A surfing life well lived: remembering Fraserburgh legend Iain Masson

Scottish surfing lost one of its brightest stars earlier this month, when Iain Masson passed away at his home in St Combs in Aberdeenshire. A seven-time Scottish surfing champion, founder of the Point Northeast surf shop in Fraserburgh and a long-standing member of the town's Broch Surf Club, he died at home with his wife Michelle on 3 February, following a lengthy battle with leukaemia. He was 56 years old.

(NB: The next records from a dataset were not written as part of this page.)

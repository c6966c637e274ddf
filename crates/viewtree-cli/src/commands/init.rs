use anyhow::{Context, Result};
use colored::Colorize;
use std::fs;
use std::path::Path;

use crate::config::{Config, CONFIG_FILE};

pub fn execute(project: &Path) -> Result<()> {
    let path = project.join(CONFIG_FILE);

    if path.exists() {
        anyhow::bail!("{:?} already exists", path);
    }

    let rendered = Config::default().to_toml()?;
    fs::write(&path, rendered).with_context(|| format!("Failed to write {:?}", path))?;

    println!("{}", "Config created!".green().bold());
    println!("  {} {}", "✓".green(), path.display());
    Ok(())
}

#[cfg(test)]
mod tests {
    use super::*;

    #[test]
    fn test_init_writes_loadable_config() {
        let dir = tempfile::tempdir().unwrap();
        execute(dir.path()).unwrap();

        let config = Config::load_from_project(dir.path()).unwrap();
        assert_eq!(config, Config::default());
    }

    #[test]
    fn test_init_refuses_to_overwrite() {
        let dir = tempfile::tempdir().unwrap();
        fs::write(dir.path().join(CONFIG_FILE), "[routes]\n").unwrap();

        assert!(execute(dir.path()).is_err());
        let content = fs::read_to_string(dir.path().join(CONFIG_FILE)).unwrap();
        assert_eq!(content, "[routes]\n");
    }
}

Iain Masson surfing at Thurso East in 1994 PIC: Andy BennettsIain Masson surfing at Thurso East in 1994 PIC: Andy Bennetts
Iain Masson surfing at Thurso East in 1994 PIC: Andy Bennetts

Masson's legacy is huge. Not only did he dominate Scottish surfing in the 1990s, winning four national titles in a row from 1990-1993, then three more from 1996-1998, he continued to surf to a high standard until well into middle age. He first represented Scotland at the European Championships at Les Sables d’Olonne in France in 1987, and went on to become a fixture in the national team during the next three decades. Remarkably, in 2014 he was selected to represent Scotland at the World Surfing Games in Peru, making him the oldest competitor at the event at the age of 48.

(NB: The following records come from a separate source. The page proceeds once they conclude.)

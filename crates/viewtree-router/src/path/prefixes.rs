/// Lazy iterator over the composed prefixes of a relative path, shallowest first
///
/// For `news/detail/comments`, yields: `news` → `news/detail` → `news/detail/comments`
///
/// This is the order in which an ancestor walk descends the route tree: the
/// first prefix names a root, every following one names a child of the
/// previous match.
///
/// # Performance
///
/// - **Allocations**: Zero (only borrows from input string)
/// - **Complexity**: O(n) over the whole iteration
///
/// # Examples
///
/// ```
/// use viewtree_router::path::PathPrefixes;
///
/// let prefixes: Vec<&str> = PathPrefixes::new("a/b/c").collect();
/// assert_eq!(prefixes, vec!["a", "a/b", "a/b/c"]);
/// ```
#[derive(Debug, Clone)]
pub struct PathPrefixes<'a> {
    path: &'a str,
    /// Byte offset where the search for the next `/` starts
    cursor: usize,
    done: bool,
}

impl<'a> PathPrefixes<'a> {
    /// Creates a prefix iterator; an empty path yields nothing
    pub fn new(path: &'a str) -> Self {
        Self {
            path,
            cursor: 0,
            done: path.is_empty(),
        }
    }
}

impl<'a> Iterator for PathPrefixes<'a> {
    type Item = &'a str;

    fn next(&mut self) -> Option<Self::Item> {
        if self.done {
            return None;
        }

        match self.path[self.cursor..].find('/') {
            Some(offset) => {
                let end = self.cursor + offset;
                self.cursor = end + 1;
                Some(&self.path[..end])
            }
            None => {
                self.done = true;
                Some(self.path)
            }
        }
    }
}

Masson also played a major role in developing the infrastructure supporting surfing in Scotland. His friend and fellow Scottish surfing champion Malcolm Findlay credits him as the "main driver" in bringing the British Surfing Championships to the east coast of Scotland for the first time, when they were held at Fraserburgh in 1995, and he was instrumental in resurrecting the Scottish Surfing Federation in the early 2000s, following a five-year hiatus. In addition, the Point Northeast surf shop which he ran with his friend Alan Wilson became a focal point for the Fraserburgh surf scene, and he also mentored several national champions.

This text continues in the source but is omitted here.